Dozens and Dragons

how different games do investigative mysteries and clues

from worst to best

2025-04-09

Contents

  1. Dungeons & Dragons
  2. Gumshoe
  3. Cthulhu Dark
  4. Carved From Brindlewood
  5. We Used To Be Friends

Dungeons & Dragons

D&D, Pathfinder, etc.

First plan a whole mystery with suspects and clues and a correct answer and everything.

Roll Intelligence (Investigation). If you pass, you find a clue. If you fail, then you don’t, and the entire game grinds to a halt.

Conclusion: D&D is a tactical wargame for simulating heroic adventures. Do not use it for mysteries. No amount of three clue rule1 will save you. The classic investigative horror game Call of Cthulhu also falls under this category because of its binary pass / fail investigation roll.

https://www.5esrd.com/using-ability-scores

Gumshoe

Trail of Cthulhu, Essoterrorists, Bubblegumshoe, etc.

First plan a whole mystery with suspects and clues and a correct answer and everything.

Never roll for clues. If you’re in a place that has a clue, and if you can apply an appropriate character skill, then you just get the clue.

Awkwardly, the rules allow you to sometimes ask for a fake roll just to build some suspense, but then instruct you to disregard the result and just provide the clue anyway.

Conclusion: it might feel kind of groundbreaking that the game is about interpreting rules and not finding them. But it doesn’t really do anything with this advancement. You still have to interpret the clues correctly. It doesn’t save the GM any prep time. And once you figure out this One Weird Trick, you can just play D&D with The Gumshoe Rule by handing out clues where they exist instead of rolling for them.

https://en.wikipedia.org/wiki/Gumshoe_System

https://pelgranepress.com/2013/10/24/the-gumshoe-system-reference-document/

Cthulhu Dark

Trophy Dark / Trophy Gold

First plan a whole mystery with suspects and clues and a correct answer and everything.

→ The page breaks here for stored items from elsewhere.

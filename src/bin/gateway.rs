//! Connection-owning process
//!
//! - Runs one pool of Discord shards, resuming stored sessions
//! - Publishes every dispatch to NATS JetStream
//! - Exposes health/ready/metrics and the deploy trigger over HTTP

use ani_dispatch::broker::{ensure_stream, DispatchPublisher, NatsTransport};
use ani_dispatch::config::GatewayConfig;
use ani_dispatch::health::{self, GatewayState};
use ani_dispatch::metrics::DispatchMetrics;
use ani_dispatch::session::{KvSessionStore, MemorySessionStore, SessionCache, SessionStore};
use ani_dispatch::shard::ShardPool;
use ani_dispatch::telemetry::{init_tracing, shutdown_signal};
use anyhow::Result;
use std::net::SocketAddr;
use std::sync::Arc;
use tracing::{error, info, warn};

#[tokio::main]
async fn main() -> Result<()> {
    // Load configuration first to get log level
    let gateway_config = GatewayConfig::from_env()?;
    init_tracing(&gateway_config.log_level)?;

    info!(
        version = env!("CARGO_PKG_VERSION"),
        pool_id = gateway_config.pool_id,
        total_shards = gateway_config.total_shards,
        "Starting gateway"
    );

    let metrics = DispatchMetrics::install()?;
    info!("Prometheus metrics initialized");

    // Connect to NATS if configured; sessions live in the same cluster
    let local_store = || Arc::new(MemorySessionStore::new()) as Arc<dyn SessionStore>;
    let (transport, store): (Option<Arc<NatsTransport>>, Arc<dyn SessionStore>) =
        match &gateway_config.nats_url {
            Some(url) => match NatsTransport::connect(url, metrics.clone()).await {
                Ok(transport) => {
                    ensure_stream(transport.jetstream()).await?;
                    let store =
                        KvSessionStore::open(transport.jetstream(), &gateway_config.session_bucket)
                            .await?;
                    metrics.set_nats_connected(true);
                    (Some(transport), Arc::new(store) as Arc<dyn SessionStore>)
                }
                Err(e) => {
                    error!(error = %e, "Failed to connect to NATS - running in local mode");
                    metrics.set_nats_connected(false);
                    (None, local_store())
                }
            },
            None => {
                info!("No NATS_URL configured - running in local mode");
                (None, local_store())
            }
        };

    let publisher = transport
        .clone()
        .map(|transport| Arc::new(DispatchPublisher::new(transport)));

    let intents = GatewayConfig::intents();
    info!(?intents, "Using Discord intents");

    let pool = ShardPool::new(
        gateway_config.pool_id,
        gateway_config.total_shards,
        gateway_config.discord_token.clone(),
        intents,
        publisher.clone(),
        SessionCache::new(store),
        metrics.clone(),
    )
    .await?;

    let pool_state = pool.state();
    let shutdown = pool.shutdown_handle();
    info!(
        pool_id = gateway_config.pool_id,
        shard_count = pool_state.shard_count(),
        "Shard pool created"
    );

    let router = health::gateway_router(GatewayState {
        shard_state: pool_state,
        publisher,
        metrics,
    });
    let addr: SocketAddr = ([0, 0, 0, 0], gateway_config.http_port).into();
    info!(port = gateway_config.http_port, "Starting HTTP server");
    let http_server = axum::serve(tokio::net::TcpListener::bind(addr).await?, router);

    let mut pool_task = tokio::spawn(pool.run());

    let finished = tokio::select! {
        result = &mut pool_task => Some(result),
        result = http_server => {
            if let Err(e) = result {
                error!(error = %e, "HTTP server error");
            }
            None
        }
        _ = shutdown_signal() => {
            info!("Shutdown signal received");
            None
        }
    };

    info!("Shutting down gateway...");

    // Stop the shards and let their session writers flush
    let result = match finished {
        Some(result) => result,
        None => {
            let _ = shutdown.send(());
            pool_task.await
        }
    };
    match result {
        Ok(Err(e)) => error!(error = %e, "Shard pool error"),
        Err(e) => warn!(error = %e, "Shard pool task aborted"),
        Ok(Ok(())) => {}
    }

    if let Some(transport) = &transport {
        transport.close().await;
    }

    info!("Gateway shutdown complete");
    Ok(())
}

Uniquely a horror game and not a mystery game, Dark is included here because of its investigation roll: on the worst rolls possible you get between “the bare minimum needed to proceed” and “everything a competent investigator would find,” so it’s really difficult not to advance the story at every roll. But the central conceit of the game is that the mystery isn’t what it seems, and it practically doesn’t matter: investigating too well is actively harmful to the investigator. And getting to the true heart of the mystery effectively destroys the investigator.

Conclusion: doesn’t really save any prep time. Clues are free but cost you your mind.

https://www.drivethrurpg.com/en/product/341997/cthulhu-dark

Carved From Brindlewood

Brindlewood Bay, The Between, etc.

Plan a whole mystery with no obvious solution including suspects, locations, and a list of generic clues that don’t implicate anybody in particular.

This is a Powered By The Apocalypse game which means there are Playbooks and an investigation Move (called The Meddling Move) that allows the murder maven to investigate. On a Hit (2d6 + Modifier >= 7) you find a clue. Sometimes with a complication. Like Dark, if you roll too well, you might gain dangerous insight into the bigger occult conspiracy. But you nearly always find a clue when investigating.

Finally there is a Theorize move that effectively ends the game in which the players “have a freewheeling discussion” about their clues and invent a possible solution to the mystery. If they roll well, their solution is correct.

Conclusion: mindblowing upon first encounter, this game puts the solution to the mystery in the hands of the players. Not only is there little to no chance of stalling the game for not finding clues, there is little to no chance of a binary pass / fail when trying to guess the solution. Much less prep needed by the GM: you don’t need to come up with elaborate plots and then conceal and obfuscate them; the players will do that for you with their twisted little minds.

https://www.gauntlet-rpg.com/brindlewood-bay.html

We Used To Be Friends

First, do not plan a mystery.

This is another PBTA game with Moves that generate clues. This time though, clues are not predetermined like they are in Brindlewood. They are an abstraction: you make them up on the spot and at the moment they don’t mean anything or implicate anybody. When “Putting It All Together,” a player plays banked clues onto a suspect. Players decide based on feelings when the final clue has been placed, and then narratively resolve the mystery and the aftermath.

Conclusion: probably the least well known game on this list, WUTBF is also the most abstract and also the most pure from a “playing makebelieve with friends” perspective. Instead of the plot being premeditated and predetermined by the GM, the game is much more collaborative and consensus based. Where Brindlewood takes the conclusion of the mystery and leaves it up to wild conjecture and validates it with a dice roll, Friends says YES AND, what if we do that for the whole thing! Crime, suspect, motive, clues, and all!